▶ WHAT YOU HAVE TO DO
Only the line containing "pub use permission::PermissionRepository;" and those after it, up to the end of the records below, are to be set down, exactly as written.

▶ THE RECORDS
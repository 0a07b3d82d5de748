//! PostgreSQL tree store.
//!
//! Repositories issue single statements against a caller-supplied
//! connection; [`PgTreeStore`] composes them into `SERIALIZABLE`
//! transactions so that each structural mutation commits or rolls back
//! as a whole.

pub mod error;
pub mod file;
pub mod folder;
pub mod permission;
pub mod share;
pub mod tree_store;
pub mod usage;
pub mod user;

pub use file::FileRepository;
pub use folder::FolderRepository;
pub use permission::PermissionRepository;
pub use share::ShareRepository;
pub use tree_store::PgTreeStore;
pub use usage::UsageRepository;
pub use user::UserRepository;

▶ EXERCISE OUTPUT
pub use permission::PermissionRepository;
pub use share::ShareRepository;
pub use tree_store::PgTreeStore;
pub use usage::UsageRepository;
pub use user::UserRepository;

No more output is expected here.